What would Harry have said…..

Published September 13, 2012

Perhaps you, like me, watched the two infomercials staged as political conventions. There were highlights in both. In the GOP convention we were struck by Ann Romney’s great speech in support of her husband and particularly aimed to women. The line that grabbed me was, “We’re too smart to know there aren’t easy answers. But we’re not dumb enough to accept that there aren’t better answers.” Unfortunately, the public didn’t get much better answers. Bill Clinton was undeniably the highpoint for the Democrats.

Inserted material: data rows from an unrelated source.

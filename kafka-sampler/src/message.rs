use base64::engine::general_purpose::STANDARD;
use base64::Engine;
use serde::Serialize;
use serde_json::Value;

#[derive(Debug, Clone, Copy, PartialEq, Eq, Serialize)]
#[serde(rename_all = "camelCase")]
pub enum PayloadEncoding {
    Null,
    Json,
    Text,
    Binary,
}

/// A decoded key or value, ready to be rendered by the client.
#[derive(Debug, Clone, PartialEq, Serialize)]
#[serde(rename_all = "camelCase")]
pub struct MessagePayload {
    pub encoding: PayloadEncoding,
    /// JSON payloads are embedded as-is, text as a string, binary as base64.
    pub payload: Value,
    pub size: usize,
}

impl MessagePayload {
    pub fn null() -> Self {
        Self {
            encoding: PayloadEncoding::Null,
            payload: Value::Null,
            size: 0,
        }
    }

    pub fn decode(raw: Option<&[u8]>) -> Self {
        let Some(bytes) = raw else {
            return Self::null();
        };
        let size = bytes.len();

        if looks_like_json(bytes) {
            if let Ok(value) = serde_json::from_slice::<Value>(bytes) {
                return Self {
                    encoding: PayloadEncoding::Json,
                    payload: value,
                    size,
                };
            }
        }

        match std::str::from_utf8(bytes) {
            Ok(text) => Self {
                encoding: PayloadEncoding::Text,
                payload: Value::String(text.to_string()),
                size,
            },
            Err(_) => Self {
                encoding: PayloadEncoding::Binary,
                payload: Value::String(STANDARD.encode(bytes)),
                size,
            },
        }
    }

    /// Text used by filter expressions. Binary payloads match on their
    /// base64 form.
    pub fn as_filter_text(&self) -> std::borrow::Cow<'_, str> {
        match &self.payload {
            Value::Null => "".into(),
            Value::String(s) => s.as_str().into(),
            other => other.to_string().into(),
        }
    }
}

// Bare numbers and quoted strings parse as JSON too, but are more useful
// rendered as text.
fn looks_like_json(bytes: &[u8]) -> bool {
    matches!(
        bytes.iter().find(|b| !b.is_ascii_whitespace()),
        Some(b'{') | Some(b'[')
    )
}

#[derive(Debug, Clone, PartialEq, Serialize)]
#[serde(rename_all = "camelCase")]
pub struct MessageHeader {
    pub key: String,
    pub value: MessagePayload,
}

#[derive(Debug, Clone, PartialEq, Serialize)]
#[serde(rename_all = "camelCase")]
pub struct TopicMessage {
    pub partition_id: i32,
    pub offset: i64,
    /// Unix milliseconds, when the broker or producer recorded one.
    pub timestamp: Option<i64>,
    pub key: MessagePayload,
    pub value: MessagePayload,
    pub headers: Vec<MessageHeader>,
    pub compression: String,
    pub is_transactional: bool,
    /// Bytes of key, value and headers as read from the log.
    pub size: usize,
}

impl TopicMessage {
    pub fn new(
        partition_id: i32,
        offset: i64,
        timestamp: Option<i64>,
        key: Option<&[u8]>,
        value: Option<&[u8]>,
        headers: Vec<(String, Option<Vec<u8>>)>,
    ) -> Self {
        let key = MessagePayload::decode(key);
        let value = MessagePayload::decode(value);
        let headers: Vec<MessageHeader> = headers
            .into_iter()
            .map(|(key, value)| MessageHeader {
                value: MessagePayload::decode(value.as_deref()),
                key,
            })
            .collect();
        let size = key.size
            + value.size
            + headers
                .iter()
                .map(|h| h.key.len() + h.value.size)
                .sum::<usize>();

        Self {
            partition_id,
            offset,
            timestamp,
            key,
            value,
            headers,
            // librdkafka decompresses batches before handing out records
            // and does not expose the codec.
            compression: "unknown".to_string(),
            is_transactional: false,
            size,
        }
    }
}

#[cfg(test)]
mod tests {
    use super::*;
    use serde_json::json;

    #[test]
    fn test_decode_json_object() {
        let payload = MessagePayload::decode(Some(br#"{"event": "pageview", "n": 1}"#));
        assert_eq!(payload.encoding, PayloadEncoding::Json);
        assert_eq!(payload.payload, json!({"event": "pageview", "n": 1}));
        assert_eq!(payload.size, 29);
    }

    #[test]
    fn test_decode_plain_text_and_numbers() {
        let payload = MessagePayload::decode(Some(b"hello world"));
        assert_eq!(payload.encoding, PayloadEncoding::Text);
        assert_eq!(payload.payload, json!("hello world"));

        let number = MessagePayload::decode(Some(b"42"));
        assert_eq!(number.encoding, PayloadEncoding::Text);
        assert_eq!(number.payload, json!("42"));
    }

    #[test]
    fn test_decode_broken_json_falls_back_to_text() {
        let payload = MessagePayload::decode(Some(b"{not json"));
        assert_eq!(payload.encoding, PayloadEncoding::Text);
    }

    #[test]
    fn test_decode_binary() {
        let payload = MessagePayload::decode(Some(&[0xff, 0xfe, 0x00]));
        assert_eq!(payload.encoding, PayloadEncoding::Binary);
        assert_eq!(payload.payload, json!("//4A"));
        assert_eq!(payload.size, 3);
    }

    #[test]
    fn test_decode_missing() {
        let payload = MessagePayload::decode(None);
        assert_eq!(payload.encoding, PayloadEncoding::Null);
        assert_eq!(payload.as_filter_text(), "");
    }

    #[test]
    fn test_message_size_counts_headers() {
        let message = TopicMessage::new(
            2,
            17,
            Some(1_700_000_000_000),
            Some(b"user-1"),
            Some(b"payload"),
            vec![("trace".to_string(), Some(b"abc".to_vec()))],
        );
        assert_eq!(message.size, 6 + 7 + 5 + 3);
        assert_eq!(message.headers[0].key, "trace");
        assert_eq!(message.headers[0].value.payload, json!("abc"));
    }
}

We are not naпve enough to believe that honesty, straight talk and detailed agendas could prevail in today’s environment but we couldn’t help but wonder what would have happened if Harry Truman had been our president making this speech. I suspect it would have begun by “fessing up” what we already know, that the change he promised us in 2008 hasn’t happened and that he, as president, is where the buck stops. But Truman would have straightaway acknowledged that this nation’s problems, notably the economy, were much worse than he had been told before taking office and that we came dangerously close to an economic Armageddon. He could honestly report that his total energy that first year was spent trying to avoid bank and financial collapses, the failure of the automobile industry, even more massive repossessions in mortgages and the resultant panic that might have resulted, similar to The Great Depression.

“Give ‘em Hell Harry” would not have minced words in criticizing a Congress that was more interested in partisan politics, in both houses and from both parties, than in doing what was best for this country. If Obama loses I think he can place a lot of blame at the feet of Nancy Pelosi for manipulating TARP into a Democratic social agenda. We came close to the economic brink because of partisanship in Congress and other than the Affordable Care Act, compromised to the point of not being enough reform, Obama was pretty much blocked by a Senate that couldn’t prevent filibusters and a House intimidated by Tea Party supporters and Grover Norquist’s Americans for Tax Reform. Truman would have correctly called them a “do nothing” Congress.

I would liked to have had Obama admit he hadn’t been as successful as we or he had hoped for, telling us he had learned many lessons along the way and to hear him make his case for why now is not the time to change horses in the middle of a stream.